Coordinator: Ken Laskey

09:05 - 09:30

Some Personal Thoughts on Semantic Web and "Non-symbolic" AI


The Semantic Web vision is largely based on a classical, "symbolic" view of artificial intelligence. One might argue that much of the criticism leveled against the Semantic Web is similar to what symbolic AI has faced. Since the "thawing of the AI Winter", much of the success of AI could be credited to "non-symbolic" methods (data mining, neural networks, machine learning, etc.). Realistic Semantic Web applications have to be able to deal with imprecise and/or "noisy" data, uncertain inferences, and like. In this talk I share some personal observations on the practicality of the Semantic Web vision, specifically with respect to the success of non-symbolic AI.

Ora Lassila



Coordinator: Matthias Nickles

09:30 - 09:52

Describing and communicating uncertainty within the semantic web


The Semantic Web relies on carefully structured, well defined data to allow machines to communicate and understand one another. In many domains (e.g. geospatial) the data being described contains some uncertainty, often due to bias, observation error or incomplete knowledge. Meaningful processing of this data requires these uncertainties to be carefully analysed and integrated into the process chain.

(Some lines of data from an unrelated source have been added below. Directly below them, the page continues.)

//! Event-time timers and their order-preserving byte codec.
//!
//! A persisted timer key is laid out time-major so that a lexicographic scan
//! of the timer store visits timers in firing order:
//!
//! ```text
//! time (8 bytes, big-endian, sign bit flipped)
//! metadata tag (1 byte): 0 = Close, 1 = Expire, 2 = User
//! [payload length (2 bytes, big-endian) || payload]   -- User only
//! key (remaining bytes)
//! ```
//!
//! Flipping the sign bit makes the unsigned byte order of the 8-byte prefix
//! match signed `i64` order, so pre-epoch timestamps sort before positive
//! ones. [`time_prefix`] exposes the 8-byte prefix bounding all timers at a
//! given time, which is what lets the timer store seek past tombstoned
//! prefixes instead of scanning from the beginning.

use bytes::Bytes;
use smallvec::SmallVec;
use std::cmp::Ordering;

use super::TimeError;

/// Encoded timer key. Sized to keep short keys inline.
pub type TimerKey = SmallVec<[u8; 24]>;

const SIGN_BIT: u64 = 1 << 63;
const TAG_CLOSE: u8 = 0;
const TAG_EXPIRE: u8 = 1;
const TAG_USER: u8 = 2;

/// Flips the sign bit so unsigned byte comparison matches signed order.
#[inline]
#[allow(clippy::cast_sign_loss)]
pub(crate) fn encode_ordered_time(time: i64) -> [u8; 8] {
    ((time as u64) ^ SIGN_BIT).to_be_bytes()
}

/// Inverse of [`encode_ordered_time`].
#[inline]
#[allow(clippy::cast_possible_wrap)]
pub(crate) fn decode_ordered_time(bytes: [u8; 8]) -> i64 {
    (u64::from_be_bytes(bytes) ^ SIGN_BIT) as i64
}

/// Returns the shortest key prefix bounding all timers at exactly `time`.
///
/// A scan starting at this prefix sees no timer earlier than `time`.
#[inline]
#[must_use]
pub fn time_prefix(time: i64) -> [u8; 8] {
    encode_ordered_time(time)
}

/// What a timer means when it fires.
#[derive(Debug, Clone, PartialEq, Eq, Hash)]
pub enum TimerMetadata {
    /// Emit all entries of the window as closed; state is retained.
    Close,
    /// Range-delete the window's entries from the state store.
    Expire,
    /// Opaque user-defined timer payload.
    User(Bytes),
}

impl TimerMetadata {
    fn tag(&self) -> u8 {
        match self {
            Self::Close => TAG_CLOSE,
            Self::Expire => TAG_EXPIRE,
            Self::User(_) => TAG_USER,
        }
    }
}

impl Ord for TimerMetadata {
    fn cmp(&self, other: &Self) -> Ordering {
        // Matches the encoded byte order: tag, then for user payloads the
        // length prefix, then the payload bytes.
        match (self, other) {
            (Self::User(a), Self::User(b)) => a.len().cmp(&b.len()).then_with(|| a.cmp(b)),
            _ => self.tag().cmp(&other.tag()),
        }
    }
}

impl PartialOrd for TimerMetadata {
    fn partial_cmp(&self, other: &Self) -> Option<Ordering> {
        Some(self.cmp(other))
    }
}

/// A one-shot event-time timer.
///
/// Timers order by `(time, metadata, key)`; the byte codec preserves this
/// order, which is the invariant the timer store's range scans rely on.
#[derive(Debug, Clone, PartialEq, Eq, Hash)]
pub struct Timer {
    /// Event time at which the timer fires, in milliseconds.
    pub time: i64,
    /// What firing this timer means.
    pub metadata: TimerMetadata,
    /// Key the timer is scoped to (e.g., an encoded window start).
    pub key: Bytes,
}

impl Timer {
    /// Creates a new timer.
    #[must_use]
    pub fn new(time: i64, metadata: TimerMetadata, key: Bytes) -> Self {
        Self {
            time,
            metadata,
            key,
        }
    }

    /// Encodes this timer into its store key.
    #[must_use]
    pub fn encode(&self) -> TimerKey {
        let mut out = TimerKey::new();
        out.extend_from_slice(&encode_ordered_time(self.time));
        out.push(self.metadata.tag());
        if let TimerMetadata::User(payload) = &self.metadata {
            debug_assert!(payload.len() <= usize::from(u16::MAX));
            #[allow(clippy::cast_possible_truncation)]
            out.extend_from_slice(&(payload.len() as u16).to_be_bytes());
            out.extend_from_slice(payload);
        }
        out.extend_from_slice(&self.key);
        out
    }

    /// Decodes a timer from its store key.
    ///
    /// # Errors
    ///
    /// Returns `TimeError::InvalidTimerKey` if the bytes are not a valid
    /// timer encoding.
    pub fn decode(bytes: &[u8]) -> Result<Self, TimeError> {
        if bytes.len() < 9 {
            return Err(TimeError::InvalidTimerKey(format!(
                "expected at least 9 bytes, got {}",
                bytes.len()
            )));
        }
        let mut time_bytes = [0u8; 8];
        time_bytes.copy_from_slice(&bytes[..8]);
        let time = decode_ordered_time(time_bytes);

        let (metadata, key_offset) = match bytes[8] {
            TAG_CLOSE => (TimerMetadata::Close, 9),
            TAG_EXPIRE => (TimerMetadata::Expire, 9),
            TAG_USER => {
                if bytes.len() < 11 {
                    return Err(TimeError::InvalidTimerKey(
                        "user timer missing payload length".to_string(),
                    ));
                }
                let len = usize::from(u16::from_be_bytes([bytes[9], bytes[10]]));
                if bytes.len() < 11 + len {
                    return Err(TimeError::InvalidTimerKey(format!(
                        "user timer payload truncated: want {len} bytes"
                    )));
                }
                (
                    TimerMetadata::User(Bytes::copy_from_slice(&bytes[11..11 + len])),
                    11 + len,
                )
            }
            tag => {
                return Err(TimeError::InvalidTimerKey(format!(
                    "unknown metadata tag {tag}"
                )))
            }
        };

        Ok(Self {
            time,
            metadata,
            key: Bytes::copy_from_slice(&bytes[key_offset..]),
        })
    }
}

impl Ord for Timer {
    fn cmp(&self, other: &Self) -> Ordering {
        self.time
            .cmp(&other.time)
            .then_with(|| self.metadata.cmp(&other.metadata))
            .then_with(|| self.key.cmp(&other.key))
    }
}

impl PartialOrd for Timer {
    fn partial_cmp(&self, other: &Self) -> Option<Ordering> {
        Some(self.cmp(other))
    }
}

Currently, within the Semantic Web there is no standard mechanism for interoperable description and exchange of uncertain information, which renders the automated processing of such information implausible, particularly where error must be considered and captured as it propagates through a processing sequence. In particular we adopt a Bayesian perspective and focus on the case where the inputs / outputs are naturally treated as random variables. This paper discusses a solution to the problem in the form of the Uncertainty Markup Language (UncertML). UncertML is a conceptual model, realised as an XML schema, that allows uncertainty to be quantified in a variety of ways: i.e. realisations, statistics and probability distributions. The INTAMAP (INTeroperability and Automated MAPping) pro ject provides a use case for UncertML. This paper demonstrates how observation errors can be quantified using UncertML and wrapped within an Observations & Measurements (O&M) Observation. An interpolation Web Processing Service (WPS) uses the uncertainty information within these observations to influence and improve its prediction outcome. The output uncertainties from this WPS may also be encoded in a variety of UncertML types, e.g. a series of marginal Gaussian distributions, a set of statistics, such as the first three marginal moments, or a set of realisations from a Monte Carlo treatment. Quantifying and propagating uncertainty in this way allows such interpolation results to be consumed by other services. This could form part of a risk management chain or a decision support system, and ultimately paves the way for complex data processing chains in the Semantic Web.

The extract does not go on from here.